What Is a Food Waste Log?
A food waste log is exactly what it sounds like. It's a central place to record every food item that doesn't make it into the customer's meal. That includes
- Spilled or dropped food
- Trimming and food scraps
- Expired food
- Food stolen by staff
- Staff meals
- Leftover food that can't be used the next day (think deep-fried foods that turn mushy)
- Misfires
- Remakes
- Kitchen mistakes (burnt food or food prepared incorrectly)
- Surplus food from overbuying
Every bit of food wasted for any of these reasons should be accounted for using a food waste log.
The NRDC also notes that certain food service business models lend themselves to higher levels of food waste. Those include restaurants with large menus, all-you-can-eat or buffet-style restaurants, and chain restaurants with strict food preparation guidelines that lend themselves to food loss.

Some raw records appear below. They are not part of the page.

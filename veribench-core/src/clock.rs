//! Monotonic Time Sources
//!
//! Every timing guarantee downstream (cycle sizing, margin of error)
//! depends on knowing the clock's resolution, so a clock that cannot
//! report one is refused at construction rather than guessed at.

use std::cell::Cell;
use std::rc::Rc;
use std::time::Duration;

use crate::error::ClockError;

/// Maximum spins while waiting for `Instant::now()` to change before
/// declaring the resolution undeterminable.
const RESOLUTION_SPIN_LIMIT: u32 = 10_000_000;

/// Number of tick observations taken; the smallest is the resolution.
const RESOLUTION_TRIALS: usize = 8;

/// A monotonic time source with a known resolution.
///
/// `now()` is a timestamp relative to an arbitrary fixed origin; only
/// differences between timestamps are meaningful.
pub trait Clock {
    /// Current monotonically non-decreasing timestamp.
    fn now(&self) -> Duration;

    /// Smallest time increment this clock can reliably distinguish.
    fn resolution(&self) -> Duration;
}

impl<C: Clock + ?Sized> Clock for Rc<C> {
    fn now(&self) -> Duration {
        (**self).now()
    }

    fn resolution(&self) -> Duration {
        (**self).resolution()
    }
}

impl<C: Clock + ?Sized> Clock for &C {
    fn now(&self) -> Duration {
        (**self).now()
    }

    fn resolution(&self) -> Duration {
        (**self).resolution()
    }
}

/// The system monotonic clock (`std::time::Instant`), with its
/// resolution measured empirically at construction.
#[derive(Debug, Clone)]
pub struct MonotonicClock {
    origin: std::time::Instant,
    resolution: Duration,
}

impl MonotonicClock {
    /// Create a clock, measuring the tick size of `Instant::now()`.
    ///
    /// Fails with [`ClockError::ResolutionUndetermined`] if the
    /// underlying timer never advances within the spin budget.
    pub fn new() -> Result<Self, ClockError> {
        let resolution = measure_resolution()?;
        Ok(Self {
            origin: std::time::Instant::now(),
            resolution,
        })
    }
}

impl Clock for MonotonicClock {
    fn now(&self) -> Duration {
        self.origin.elapsed()
    }

    fn resolution(&self) -> Duration {
        self.resolution
    }
}

/// Measure the smallest observable tick of `Instant::now()`.
///
/// Spins until the reading changes and records the delta, several
/// times over; the minimum delta is taken as the resolution. A timer
/// that never advances is unusable for measurement.
fn measure_resolution() -> Result<Duration, ClockError> {
    let mut smallest: Option<Duration> = None;

    for _ in 0..RESOLUTION_TRIALS {
        let start = std::time::Instant::now();
        let mut spins = 0u32;
        let tick = loop {
            let elapsed = start.elapsed();
            if !elapsed.is_zero() {
                break elapsed;
            }
            spins += 1;
            if spins >= RESOLUTION_SPIN_LIMIT {
                return Err(ClockError::ResolutionUndetermined);
            }
        };
        smallest = Some(match smallest {
            Some(best) => best.min(tick),
            None => tick,
        });
    }

    smallest.ok_or(ClockError::ResolutionUndetermined)
}

/// A deterministic clock driven by the test, with a configurable
/// quantization step.
///
/// `now()` rounds the internal counter down to a multiple of the
/// resolution, so sub-tick advances are invisible exactly as they are
/// on a coarse hardware timer. Share it between the harness and the
/// workload via `Rc` and advance it from inside the work closure to
/// simulate work of a known duration.
#[derive(Debug)]
pub struct ManualClock {
    nanos: Cell<u64>,
    resolution: Duration,
}

impl ManualClock {
    /// Create a manual clock with the given quantization step.
    pub fn with_resolution(resolution: Duration) -> Self {
        Self {
            nanos: Cell::new(0),
            resolution,
        }
    }

    /// Advance the underlying counter by `d`.
    pub fn advance(&self, d: Duration) {
        self.nanos.set(self.nanos.get() + d.as_nanos() as u64);
    }

    /// Raw (unquantized) counter value.
    pub fn raw(&self) -> Duration {
        Duration::from_nanos(self.nanos.get())
    }
}

impl Clock for ManualClock {
    fn now(&self) -> Duration {
        let step = self.resolution.as_nanos() as u64;
        let now = self.nanos.get();
        if step <= 1 {
            return Duration::from_nanos(now);
        }
        Duration::from_nanos(now - now % step)
    }

    fn resolution(&self) -> Duration {
        self.resolution
    }
}

#[cfg(test)]
mod tests {
    use super::*;

    #[test]
    fn monotonic_clock_reports_resolution() {
        let clock = MonotonicClock::new().unwrap();
        assert!(!clock.resolution().is_zero());

        let a = clock.now();
        let b = clock.now();
        assert!(b >= a);
    }

    #[test]
    fn manual_clock_quantizes_to_resolution() {
        let clock = ManualClock::with_resolution(Duration::from_millis(1));

        clock.advance(Duration::from_micros(700));
        assert_eq!(clock.now(), Duration::ZERO);

        clock.advance(Duration::from_micros(700));
        assert_eq!(clock.now(), Duration::from_millis(1));
        assert_eq!(clock.raw(), Duration::from_micros(1400));
    }

    #[test]
    fn manual_clock_through_rc() {
        let clock = Rc::new(ManualClock::with_resolution(Duration::from_nanos(1)));
        clock.advance(Duration::from_secs(1));
        assert_eq!(Clock::now(&clock), Duration::from_secs(1));
    }
}
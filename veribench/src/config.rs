//! Configuration loading from veribench.toml
//!
//! Run-level defaults can be specified in a `veribench.toml` file in the
//! project root. The file is discovered by walking up from the current
//! directory; every field is optional and falls back to the built-in
//! defaults.

use std::path::Path;
use std::time::Duration;

use serde::{Deserialize, Serialize};
use veribench_core::{CaseConfig, ConfidenceLevel, TrimPolicy};

/// Harness configuration as read from `veribench.toml`.
#[derive(Debug, Clone, Serialize, Deserialize, Default)]
pub struct HarnessConfig {
    /// Run-level measurement defaults.
    #[serde(default)]
    pub run: RunSection,
    /// Output configuration.
    #[serde(default)]
    pub output: OutputSection,
}

/// `[run]` section: defaults applied to every case without an override.
#[derive(Debug, Clone, Serialize, Deserialize)]
pub struct RunSection {
    /// Target relative error bound, as a fraction (e.g. 0.01 for 1%).
    #[serde(default = "default_target_relative_error")]
    pub target_relative_error: f64,
    /// Minimum number of samples per case.
    #[serde(default = "default_min_samples")]
    pub min_samples: usize,
    /// Minimum aggregate measured time per case (e.g. "500ms").
    #[serde(default = "default_min_total_duration")]
    pub min_total_duration: String,
    /// Wall-clock cutoff per case (e.g. "5s", "2m").
    #[serde(default = "default_max_run_duration")]
    pub max_run_duration: String,
    /// Confidence level: "p90", "p95", or "p99".
    #[serde(default)]
    pub confidence_level: ConfidenceLevel,
    /// Outlier trimming policy.
    #[serde(default)]
    pub trim: TrimPolicy,
}

impl Default for RunSection {
    fn default() -> Self {
        Self {
            target_relative_error: default_target_relative_error(),
            min_samples: default_min_samples(),
            min_total_duration: default_min_total_duration(),
            max_run_duration: default_max_run_duration(),
            confidence_level: ConfidenceLevel::default(),
            trim: TrimPolicy::default(),
        }
    }
}

fn default_target_relative_error() -> f64 {
    0.01
}
fn default_min_samples() -> usize {
    5
}
fn default_min_total_duration() -> String {
    "500ms".to_string()
}
fn default_max_run_duration() -> String {
    "5s".to_string()
}

/// `[output]` section.
#[derive(Debug, Clone, Serialize, Deserialize)]
pub struct OutputSection {
    /// Default output format: "human" or "json".
    #[serde(default = "default_format")]
    pub format: String,
    /// Output directory for JSON reports.
    #[serde(default = "default_output_dir")]
    pub directory: String,
}

impl Default for OutputSection {
    fn default() -> Self {
        Self {
            format: default_format(),
            directory: default_output_dir(),
        }
    }
}

fn default_format() -> String {
    "human".to_string()
}
fn default_output_dir() -> String {
    "target/veribench".to_string()
}

impl HarnessConfig {
    /// Load configuration from a TOML file.
    pub fn load(path: impl AsRef<Path>) -> anyhow::Result<Self> {
        let content = std::fs::read_to_string(path.as_ref())?;
        let config: Self = toml::from_str(&content)?;
        Ok(config)
    }

    /// Try to discover and load configuration by walking up from the
    /// current directory.
    pub fn discover() -> Option<Self> {
        let mut dir = std::env::current_dir().ok()?;
        loop {
            let config_path = dir.join("veribench.toml");
            if config_path.exists() {
                return Self::load(&config_path).ok();
            }
            if !dir.pop() {
                break;
            }
        }
        None
    }

    /// Resolve the `[run]` section into validated case defaults.
    pub fn case_defaults(&self) -> anyhow::Result<CaseConfig> {
        let config = CaseConfig {
            target_relative_error: self.run.target_relative_error,
            min_samples: self.run.min_samples,
            min_total_duration: Self::parse_duration(&self.run.min_total_duration)?,
            max_run_duration: Self::parse_duration(&self.run.max_run_duration)?,
            confidence_level: self.run.confidence_level,
            trim: self.run.trim,
        };
        config.validate()?;
        Ok(config)
    }

    /// Parse a duration string (e.g. "3s", "500ms", "2m").
    pub fn parse_duration(s: &str) -> anyhow::Result<Duration> {
        let s = s.trim();
        if s.is_empty() {
            return Err(anyhow::anyhow!("Empty duration string"));
        }

        // Find where the number ends and unit begins
        let (num_part, unit_part) = s
            .char_indices()
            .find(|(_, c)| c.is_alphabetic())
            .map(|(i, _)| s.split_at(i))
            .unwrap_or((s, "s"));

        let value: f64 = num_part
            .parse()
            .map_err(|_| anyhow::anyhow!("Invalid duration number: {}", num_part))?;

        let multiplier: u64 = match unit_part.to_lowercase().as_str() {
            "ns" => 1,
            "us" => 1_000,
            "ms" => 1_000_000,
            "s" | "" => 1_000_000_000,
            "m" | "min" => 60_000_000_000,
            _ => return Err(anyhow::anyhow!("Unknown duration unit: {}", unit_part)),
        };

        Ok(Duration::from_nanos((value * multiplier as f64) as u64))
    }
}

#[cfg(test)]
mod tests {
    use super::*;

    #[test]
    fn default_config_resolves_to_default_case_config() {
        let config = HarnessConfig::default();
        let defaults = config.case_defaults().unwrap();
        assert_eq!(defaults, CaseConfig::default());
    }

    #[test]
    fn parse_duration_units() {
        let parse = HarnessConfig::parse_duration;
        assert_eq!(parse("3s").unwrap(), Duration::from_secs(3));
        assert_eq!(parse("500ms").unwrap(), Duration::from_millis(500));
        assert_eq!(parse("100us").unwrap(), Duration::from_micros(100));
        assert_eq!(parse("1000ns").unwrap(), Duration::from_nanos(1000));
        assert_eq!(parse("2m").unwrap(), Duration::from_secs(120));
        assert_eq!(parse("1.5s").unwrap(), Duration::from_millis(1500));
        assert!(parse("").is_err());
        assert!(parse("10fortnights").is_err());
    }

    #[test]
    fn parse_toml_with_partial_sections() {
        let toml_str = r#"
            [run]
            target_relative_error = 0.05
            min_samples = 10
            confidence_level = "p99"

            [run.trim]
            method = "std-dev"
            k = 3.0
        "#;

        let config: HarnessConfig = toml::from_str(toml_str).unwrap();
        let defaults = config.case_defaults().unwrap();
        assert_eq!(defaults.target_relative_error, 0.05);
        assert_eq!(defaults.min_samples, 10);
        assert_eq!(defaults.confidence_level, ConfidenceLevel::P99);
        assert_eq!(defaults.trim, TrimPolicy::StdDev { k: 3.0 });
        // Untouched fields keep their defaults.
        assert_eq!(defaults.min_total_duration, Duration::from_millis(500));
        assert_eq!(config.output.format, "human");
    }

    #[test]
    fn invalid_run_section_is_rejected() {
        let toml_str = r#"
            [run]
            min_samples = 1
        "#;
        let config: HarnessConfig = toml::from_str(toml_str).unwrap();
        assert!(config.case_defaults().is_err());
    }
}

Using a food log template can help them refine their business practices to get the most out of their stocktake and meet their food waste reduction goals without sacrificing their restaurant concept.
Why Use a Food Waste Log?
Keeping a food waste log can help you and your management staff identify and fix supply chain, portioning and workflow issues. It could even identify underlying issues that you never thought of.
For example, your kitchen manager looks at the food waste log and notices a large amount of food wasted due to spills and drops. Those entries are most often logged by waitstaff. Your manager checks in with the waitstaff and discovers that they keep tripping over a raised tile in the floor.
On the other hand, you may discover that the spinach in your fridge is consistently wilting before it can be used. When you check in with your POS and your staff, you discover that the spinach salad isn't selling as well as it was previously. It may be time to consider making it a seasonal item or removing it from the menu altogether.
If other food items in your pantry are expiring frequently, it may be time to consider moving to a lean inventory management system.
When to Use a Food Waste Log
A food waste log template can be as simple as a spreadsheet, like this one provided by the EPA. It simply tracks the time the waste was logged, the person who logged it, the reason for the waste, and the amount wasted.
As the EPA logbook suggests, food waste should be logged as soon as it happens, or as soon as a member of your staff notices a waste issue. There are two reasons for that.
First, your restaurant is a busy place. If a line cook drops a burger on the floor and makes a mental note to log it later, chances are it will never get logged.
In that case, a spreadsheet pinned up in the kitchen may encourage that kind of behavior. Your staff doesn't want to step away from their stations to write down waste events. Even a Google doc requires a few minutes and several clicks to get to.
A cloud-based tool such as MarketMan, on the other hand, allows staff to log wasted food in real time, and then hop right back into their duties.
Second, logging food waste in real time cuts down on theft. If management is trained to conduct regular audits and flag missing food as soon as possible, staff members are less likely to try to slip something in their backpacks on the way out the door.
How to Conduct a Food Waste Audit Using a Food Waste Log
Traditionally, analyzing food waste meant rolling up your sleeves and digging through your trash or compost. With a logbook your staff can update in real time, however, food waste management becomes a lot easier for you and your staff.
Once you have your staff trained on logging food waste, it's time to conduct an audit to see exactly what is wasted and when. To do that, let your staff record food waste for a month or two. You'll need enough data to begin to see patterns.
Once you're certain you have a large enough log to analyze food waste, compare your log to your inventory logs, as well as your POS data from the same time period.
By cross-referencing all of this information, you should begin to see not only what kinds of food are most often wasted and how, but underlying reasons for waste, as well.
You can restructure your ordering system to account for excess food due to overordering or retrain staff to fix mishandled food, over-trimming, uneven use of ingredients, or cooking too much food at once, for example.
A restaurant food waste log can uncover a variety of problems in your restaurant, some that you may even not have known were there. Coupled with solid inventory management and POS tools, you can save on food cost, overhead, and even labor by reducing stocktake, creating more efficient food prep processes, eliminating theft, and keeping good food from going to the landfill.